Phylogenetic analysis of Thermobifida strains and their endomannanases

For the molecular identification of investigated Thermobifida strains PCR amplification of 16S rDNAs were performed as described by Rainey et al. [34]. Partial sequences of the first 500 bp of the 16S rDNA were initiated with the 531r conservative eubacterial primer, almost-complete 16S rDNA sequences were determined by using primers 27f, 531r, 803f and 1492r [35]. 16S rDNA sequence reads and amino acid sequences of the cloned endomannanases were assembled in MEGA6 [36] then aligned by using the ClustalW algorithm. Neighbor-joining trees were constructed in MEGA5, performing 1000 bootstrap replicates.

DNA sequencing and computer analysis

16SrDNA sequences and DNA fragments up- and downstream of endomannanases subcloned into pUC19 were determined with a DNA sequencer (ABI Prism 310, Perkin Elmer Co., USA).

DNA and protein endomannanase sequences were analyzed by using the BLAST server [37] and the MEGA6 software package [36]. Amino acid sequence and domain structure of ManB were determined by Swiss-Prot, EMBL and NCBI database queries and by using the Pfam [38] and InterPro [39] bioinformatics servers. Phylogenetic trees were reconstructed by the maximum likelihood method [40] by using the MEGA6 software package.

Expression and purification of endomannanases

Recombinant His-tagged endomannanases were over-expressed in E.coli BL21 (DE3) cells. Transformants were grown at 37°C with 200 rpm aeration in 500 ml of LB medium containing 50 μg/ml kanamycin until optical density measured at 600 nm (OD600) reached 0.6–1.0. Protein expression was induced by adding isopropyl β-D-1-thiogalactopyranoside (IPTG, 1 mM final concentration), followed by overnight agitation at 20°C. Cells were harvested and disrupted by sonication and the lysate was centrifuged at 2,360 x g for 20 min at 4°C and supernatant was loaded on a 5 ml Hi Trap column (GE Healthcare) for immobilized metal ion affinity chromatography (IMAC) purification. Protein elution was performed with a 0–500 mM imidazole gradient in 300 mM NaCl, 20 mM sodium phosphate buffer, pH 7.2 and protein concentration of pooled fractions was determined by Bradford method using BSA as protein standard [41].

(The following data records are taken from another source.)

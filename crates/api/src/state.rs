//! Shared state for API handlers

use clickhouse_lib::ClickhouseReader;

/// Shared state for API handlers.
#[derive(Clone)]
pub struct ApiState {
    pub(crate) client: ClickhouseReader,
}

impl std::fmt::Debug for ApiState {
    fn fmt(&self, f: &mut std::fmt::Formatter<'_>) -> std::fmt::Result {
        f.debug_struct("ApiState").finish_non_exhaustive()
    }
}

impl ApiState {
    /// Create a new [`ApiState`] around a reader handle scoped to the server.
    pub const fn new(client: ClickhouseReader) -> Self {
        Self { client }
    }
}
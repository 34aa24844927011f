//! Neoscope `ClickHouse` access
//!
//! Read-only access to the `asteroids` and `close_approach` tables: the fixed
//! query catalogue, the parameterized approach filter and the tabular result
//! model shared by the API and the terminal client.

pub mod catalogue;
pub mod filter;
pub mod models;
pub mod reader;
pub mod schema;
pub mod table;
pub mod types;

pub use catalogue::{CatalogueQuery, UnknownQuery};
pub use filter::{ApproachFilter, FilterError, HazardFilter, Range};
pub use models::*;
pub use reader::ClickhouseReader;
pub use schema::{TABLE_SCHEMAS, TableSchema};
pub use table::{Cell, Table, TableRow};
pub use types::ApproachDate;
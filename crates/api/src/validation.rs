//! Validation functions for API query parameters

use api_types::ErrorResponse;
use chrono::NaiveDate;
use clickhouse_lib::{ApproachFilter, HazardFilter, Range};
use serde::Deserialize;
use utoipa::{IntoParams, ToSchema};

/// Query parameters accepted by the `/approaches` endpoint.
///
/// Every parameter is optional; omitted values fall back to the dashboard
/// defaults of [`ApproachFilter::default`].
#[derive(Debug, Default, Deserialize, ToSchema, IntoParams)]
pub struct ApproachQuery {
    /// First approach date, `YYYY-MM-DD` (inclusive, default 2000-01-01)
    pub start_date: Option<NaiveDate>,
    /// Last approach date, `YYYY-MM-DD` (inclusive, default today)
    pub end_date: Option<NaiveDate>,
    /// Minimum miss distance in AU
    pub au_min: Option<f64>,
    /// Maximum miss distance in AU
    pub au_max: Option<f64>,
    /// Minimum miss distance in lunar distances
    pub ld_min: Option<f64>,
    /// Maximum miss distance in lunar distances
    pub ld_max: Option<f64>,
    /// Minimum relative velocity in km/h
    pub velocity_min: Option<f64>,
    /// Maximum relative velocity in km/h
    pub velocity_max: Option<f64>,
    /// Minimum of the maximum estimated diameter in km
    pub diameter_min: Option<f64>,
    /// Maximum of the maximum estimated diameter in km
    pub diameter_max: Option<f64>,
    /// Hazard selector: `all`, `yes` or `no`
    pub hazardous: Option<String>,
}

fn merge_range(base: Range, min: Option<f64>, max: Option<f64>) -> Range {
    Range::new(min.unwrap_or(base.min), max.unwrap_or(base.max))
}

/// Build and validate the approach filter described by the query parameters.
pub fn resolve_approach_filter(params: &ApproachQuery) -> Result<ApproachFilter, ErrorResponse> {
    let defaults = ApproachFilter::default();
    let hazardous = match params.hazardous.as_deref() {
        Some(raw) => raw
            .parse::<HazardFilter>()
            .map_err(|e| ErrorResponse::invalid_params(e.to_string()))?,
        None => defaults.hazardous,
    };

    let filter = ApproachFilter {
        start_date: params.start_date.unwrap_or(defaults.start_date),
        end_date: params.end_date.unwrap_or(defaults.end_date),
        astronomical: merge_range(defaults.astronomical, params.au_min, params.au_max),
        lunar: merge_range(defaults.lunar, params.ld_min, params.ld_max),
        velocity: merge_range(defaults.velocity, params.velocity_min, params.velocity_max),
        diameter: merge_range(defaults.diameter, params.diameter_min, params.diameter_max),
        hazardous,
    };

    filter.validate().map_err(|e| {
        tracing::warn!(error = %e, "Rejected approach filter");
        ErrorResponse::invalid_params(e.to_string())
    })?;
    Ok(filter)
}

The molecular mass of the enzymes was estimated by SDS-PAGE analysis. Endomannanase zymography was done according to Posta et al. [33], with minor modification: instead of carboxymethyl-cellulose 0,1% LBG mannan was added to the gel.

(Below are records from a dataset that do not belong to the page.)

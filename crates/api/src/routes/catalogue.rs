//! Query catalogue endpoints

use crate::state::ApiState;
use api_types::*;
use axum::{
    Json,
    extract::{Path, State},
};
use clickhouse_lib::CatalogueQuery;

#[utoipa::path(
    get,
    path = "/queries",
    responses(
        (status = 200, description = "Catalogue entries", body = QueryListResponse)
    ),
    tag = "neoscope"
)]
/// List the predefined analytical queries in catalogue order.
pub async fn list_queries() -> Json<QueryListResponse> {
    let queries = CatalogueQuery::ALL.into_iter().map(QueryItem::from).collect();
    Json(QueryListResponse { queries })
}

#[utoipa::path(
    get,
    path = "/queries/{id}",
    params(
        ("id" = String, Path, description = "Catalogue id such as `q4`")
    ),
    responses(
        (status = 200, description = "Query result", body = QueryResultResponse),
        (status = 404, description = "Unknown query", body = ErrorResponse),
        (status = 500, description = "Database error", body = ErrorResponse)
    ),
    tag = "neoscope"
)]
/// Run one catalogue query and return its result set.
///
/// Columns are returned in the order the statement selects them.
pub async fn run_query(
    Path(id): Path<String>,
    State(state): State<ApiState>,
) -> Result<Json<QueryResultResponse>, ErrorResponse> {
    let query = id.parse::<CatalogueQuery>().map_err(|e| ErrorResponse::not_found(e.to_string()))?;

    let table = match state.client.run_catalogue_query(query).await {
        Ok(table) => table,
        Err(e) => {
            tracing::error!(query = %query.id(), error = ?e, "Failed to run catalogue query");
            return Err(ErrorResponse::database_error());
        }
    };
    tracing::info!(query = %query.id(), rows = table.len(), "Returning catalogue query");
    Ok(Json(QueryResultResponse { query: query.into(), table }))
}
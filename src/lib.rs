//! mcwiki-rag - 마인크래프트 위키 RAG 챗봇
//!
//! 위키 문서를 정규화된 텍스트 세그먼트로 변환하고, 세그먼트별
//! 임베딩을 플랫 JSON 벡터 저장소에 보관한 뒤, 질문 시 코사인
//! 유사도 상위 세그먼트를 찾아 Ollama 생성 호출의 근거로 씁니다.

pub mod chat;
pub mod cli;
pub mod config;
pub mod embedding;
pub mod knowledge;
pub mod scraper;

// Re-exports
pub use chat::{build_prompt, GenerationProvider, OllamaGenerator, WikiChatbot};
pub use config::Config;
pub use embedding::{generate_embeddings, EmbeddingProvider, OllamaEmbedding};
pub use knowledge::{
    cosine_similarity, load_segments, load_wiki_data, save_segments, save_wiki_data,
    ContextResult, EmbeddingRecord, Normalizer, RetrievalError, Retriever, SectionBlocks,
    Segment, SegmentConfig, Segmenter, StoreError, VectorStore, WikiData,
};
pub use scraper::WikiScraper;
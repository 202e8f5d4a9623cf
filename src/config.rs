//! 설정 모듈 - 파이프라인 전역 설정
//!
//! 전역 가변 상태 대신 명시적 설정 구조체를 사용합니다.
//! 각 컴포넌트는 생성 시점에 필요한 값을 전달받습니다.

use std::path::PathBuf;

// ============================================================================
// Defaults
// ============================================================================

/// 기본 위키 API 엔드포인트
/// ref: https://minecraft.wiki/api.php
pub const DEFAULT_WIKI_BASE_URL: &str = "https://minecraft.wiki/api.php";

/// 기본 Ollama 엔드포인트
/// ref: https://github.com/ollama/ollama/blob/main/docs/api.md
pub const DEFAULT_OLLAMA_BASE_URL: &str = "http://localhost:11434";

/// 세그먼트 최소 길이 (문자 수) - 이보다 짧은 청크는 버림
pub const MIN_TEXT_LENGTH: usize = 50;

/// 청크 최대 길이 (문자 수) - greedy 패킹 기준값
pub const MAX_CHUNK_LENGTH: usize = 500;

/// 유사도 임계값 - 이하인 결과는 제외
pub const SIMILARITY_THRESHOLD: f32 = 0.1;

/// 검색 결과 기본 개수
pub const DEFAULT_TOP_K: usize = 3;

// ============================================================================
// Config
// ============================================================================

/// 파이프라인 설정
///
/// 수집 대상 위키 페이지, 청킹 파라미터, 모델 이름, 데이터 경로를 담습니다.
#[derive(Debug, Clone)]
pub struct Config {
    /// MediaWiki API 엔드포인트
    pub wiki_base_url: String,
    /// 수집할 위키 페이지 제목 목록
    pub wiki_pages: Vec<String>,
    /// 세그먼트 최소 길이 (문자 수)
    pub min_text_length: usize,
    /// 청크 최대 길이 (문자 수)
    pub max_chunk_length: usize,
    /// 검색 유사도 임계값
    pub similarity_threshold: f32,
    /// 검색 결과 개수
    pub top_k: usize,
    /// 생성 모델 이름 (Ollama)
    pub generation_model: String,
    /// 임베딩 모델 이름 (Ollama)
    pub embedding_model: String,
    /// Ollama API 엔드포인트
    pub ollama_base_url: String,
    /// 데이터 루트 디렉토리
    pub data_dir: PathBuf,
}

impl Default for Config {
    fn default() -> Self {
        Self {
            wiki_base_url: DEFAULT_WIKI_BASE_URL.to_string(),
            wiki_pages: [
                "Minecraft",
                "Gameplay",
                "Items",
                "Blocks",
                "Mobs",
                "Crafting",
                "Biomes",
                "Enchanting",
                "Redstone",
                "Commands",
            ]
            .iter()
            .map(|s| s.to_string())
            .collect(),
            min_text_length: MIN_TEXT_LENGTH,
            max_chunk_length: MAX_CHUNK_LENGTH,
            similarity_threshold: SIMILARITY_THRESHOLD,
            top_k: DEFAULT_TOP_K,
            generation_model: "deepseek-r1:7b".to_string(),
            embedding_model: "nomic-embed-text".to_string(),
            ollama_base_url: DEFAULT_OLLAMA_BASE_URL.to_string(),
            data_dir: PathBuf::from("data"),
        }
    }
}

impl Config {
    /// 환경변수를 반영한 설정 생성
    ///
    /// `OLLAMA_HOST`가 설정되어 있으면 Ollama 엔드포인트로 사용합니다.
    pub fn from_env() -> Self {
        Self {
            ollama_base_url: ollama_base_url(),
            ..Self::default()
        }
    }

    /// 원본 위키 데이터 경로 (data/raw/all_wiki_data.json)
    pub fn raw_data_path(&self) -> PathBuf {
        self.data_dir.join("raw").join("all_wiki_data.json")
    }

    /// 세그먼트 파일 경로 (data/processed/processed_segments.json)
    pub fn segments_path(&self) -> PathBuf {
        self.data_dir
            .join("processed")
            .join("processed_segments.json")
    }

    /// 임베딩 저장소 경로 (data/embeddings/wiki_embeddings.json)
    pub fn embeddings_path(&self) -> PathBuf {
        self.data_dir.join("embeddings").join("wiki_embeddings.json")
    }
}

// ============================================================================
// Environment
// ============================================================================

/// Ollama 엔드포인트 결정
///
/// 우선순위: `OLLAMA_HOST` 환경변수 > 기본값(localhost:11434)
pub fn ollama_base_url() -> String {
    match std::env::var("OLLAMA_HOST") {
        Ok(host) if !host.trim().is_empty() => {
            let host = host.trim().trim_end_matches('/');
            if host.starts_with("http://") || host.starts_with("https://") {
                host.to_string()
            } else {
                format!("http://{}", host)
            }
        }
        _ => DEFAULT_OLLAMA_BASE_URL.to_string(),
    }
}

// ============================================================================
// Tests
// ============================================================================
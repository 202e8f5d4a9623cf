//! Knowledge 모듈 - 세그먼트 생성과 벡터 검색
//!
//! - Normalizer: 결정적 텍스트 클리닝 (소문자화, 약어 확장, 구두점 제거)
//! - Segmenter: 섹션 텍스트 → 길이 제한 청크 분할
//! - VectorStore: 플랫 JSON 임베딩 저장소 + 전수 스캔 코사인 검색
//! - Retriever: 쿼리 임베딩 → 검색 → 랭킹된 컨텍스트 목록

mod normalizer;
mod retriever;
mod segmenter;
mod store;

// Re-exports
pub use normalizer::Normalizer;
pub use retriever::{ContextResult, Retriever, RetrievalError};
pub use segmenter::{Segment, SegmentConfig, Segmenter};
pub use store::{
    cosine_similarity, load_segments, load_wiki_data, save_segments, save_wiki_data,
    EmbeddingRecord, SectionBlocks, StoreError, VectorStore, WikiData,
};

Biochemical characterization of endomannanases

Substrate specificity was assayed using different substrates, such as low viscosity carboxymethyl-cellulose (CMC), crystalline and micro-crystalline cellulose (MN300, Avicel), beech wood xylan and locust bean gum (LBG-mannan) as polysaccharides and 4-nitrophenyl β-D-mannopyranoside (pNP-βM) as an artificial aryl-mannoside substrate.

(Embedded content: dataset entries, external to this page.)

//! 검색 오케스트레이션 - 쿼리 임베딩 + 유사도 검색
//!
//! 이미 로드된 벡터 저장소와 임베딩 프로바이더를 주입받아
//! 쿼리당 한 번의 임베딩 호출과 전수 스캔으로 컨텍스트를 찾습니다.
//! 임베딩 실패는 타입 에러로 반환하며, 빈 컨텍스트로의 폴백 여부는
//! 호출자가 결정합니다.

use thiserror::Error;

use crate::embedding::EmbeddingProvider;

use super::store::VectorStore;

// ============================================================================
// Types
// ============================================================================

/// 검색 결과 컨텍스트
///
/// 일회성 결과이며 영속화되지 않습니다.
#[derive(Debug, Clone)]
pub struct ContextResult {
    /// 세그먼트 원본 텍스트
    pub content: String,
    /// 출처 페이지
    pub page: String,
    /// 출처 섹션
    pub section: String,
    /// 코사인 유사도 (-1.0 ~ 1.0)
    pub similarity: f32,
}

/// 검색 에러
#[derive(Debug, Error)]
pub enum RetrievalError {
    /// 쿼리 임베딩 생성 실패 (네트워크/모델 에러)
    #[error("query embedding failed: {source}")]
    Embedding {
        #[source]
        source: anyhow::Error,
    },
}

// ============================================================================
// Retriever
// ============================================================================

/// 검색기
///
/// 로드 시점이 명시적입니다: 저장소는 생성자에서 이미 로드된 채로
/// 주입되며, 세션 동안 읽기 전용으로 재사용됩니다.
pub struct Retriever {
    store: VectorStore,
    embedder: Box<dyn EmbeddingProvider>,
    threshold: f32,
}

impl Retriever {
    /// 새 검색기 생성
    ///
    /// # Arguments
    /// * `store` - 로드된 벡터 저장소
    /// * `embedder` - 쿼리 임베딩 프로바이더
    /// * `threshold` - 유사도 임계값 (이하 결과 제외)
    pub fn new(store: VectorStore, embedder: Box<dyn EmbeddingProvider>, threshold: f32) -> Self {
        Self {
            store,
            embedder,
            threshold,
        }
    }

    /// 쿼리와 관련된 컨텍스트 검색
    ///
    /// 유사도 내림차순으로 최대 `top_k`개를 반환합니다.
    /// 임계값을 넘는 결과가 없으면 빈 목록입니다 (에러 아님).
    pub async fn retrieve(
        &self,
        query: &str,
        top_k: usize,
    ) -> Result<Vec<ContextResult>, RetrievalError> {
        let query_vector = self
            .embedder
            .embed(query)
            .await
            .map_err(|source| RetrievalError::Embedding { source })?;

        let hits = self.store.query(&query_vector, top_k, self.threshold);

        let contexts = hits
            .into_iter()
            .filter_map(|(index, similarity)| {
                self.store.record(index).map(|record| ContextResult {
                    content: record.content.clone(),
                    page: record.page.clone(),
                    section: record.section.clone(),
                    similarity,
                })
            })
            .collect();

        Ok(contexts)
    }

    /// 내부 저장소 접근
    pub fn store(&self) -> &VectorStore {
        &self.store
    }
}

// ============================================================================
// Tests
// ============================================================================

Endomannanase activities were determined on polysaccharide substrate by measuring liberated reducing sugars according Somogyi-Nelson method [42]. Dilution series of mannose stock solution were used for the determination of the reducing sugar calibration curves. Michaelis-Menten kinetic parameters of the endomannanases were estimated for LBG-mannan substrate in 10 different concentrations between 0–4 mg/ml (0, 0.2, 0.5, 1.0, 1.5, 2.0, 2.5, 3.0, 3.5, 4.0 mg/ml) at 50°C, in 50 mM sodium phosphate buffer, pH 7.5. The final volume of the enzyme reactions was 0.5 ml containing 1.4 μg/ml of Man5ATc, Man5ATh and of Man5ATf, respectively. Reactions were initiated by adding enzyme samples for the pre-incubated LBG-mannan substrate solutions at 50°C and then the incubation continued for further 5 minutes. All the measurements were carried out in triplicates. The initial rate of the enzyme catalysis was expressed in mM of reducing sugar liberated in one minute as it was determined from the calibration curve. The Michaelis-Menten kinetic constants were calculated by Origin 8.0 software program (OriginLab, Northampton, MA) using the Hill equation when the number of the occupied binding site was equal to one.

The pH dependence on endomannanase activity was measured in the presence of 2 mg/ml LBG substrate with different buffers in the pH range of 4–10 at 50°C, when the enzyme reactions contained 1.4 μg/ml of Man5ATc; Man5ATh and Man5ATf in 0.5ml reaction volumes. The following buffers were used (pH ranges are indicated in brackets): 100 mM citrate-phosphate (pH 4.0–6.5), 100mM sodium phosphate (pH 6.5–7.5), 200 mM Triethanolamine/HCl (pH 7.5–9.0) and 200 mM glycine/NaOH (pH 9.0–10.0).

The effect of temperature on endomannanase activity was determined in 50 mM sodium phosphate buffer, pH 7.5 at different temperature ranging from 40–90°C and using 2 mg/ml LBG-mannan substrate in 0.5 ml reaction volume. Enzyme concentrations were the same as in case of pH optimum determination. For both pH and temperature dependence studies the Somogyi-Nelson method was applied for the determination of the liberated reducing sugar concentration. Then, initial rates were calculated and converted into relative rates and plotted against pH and temperature.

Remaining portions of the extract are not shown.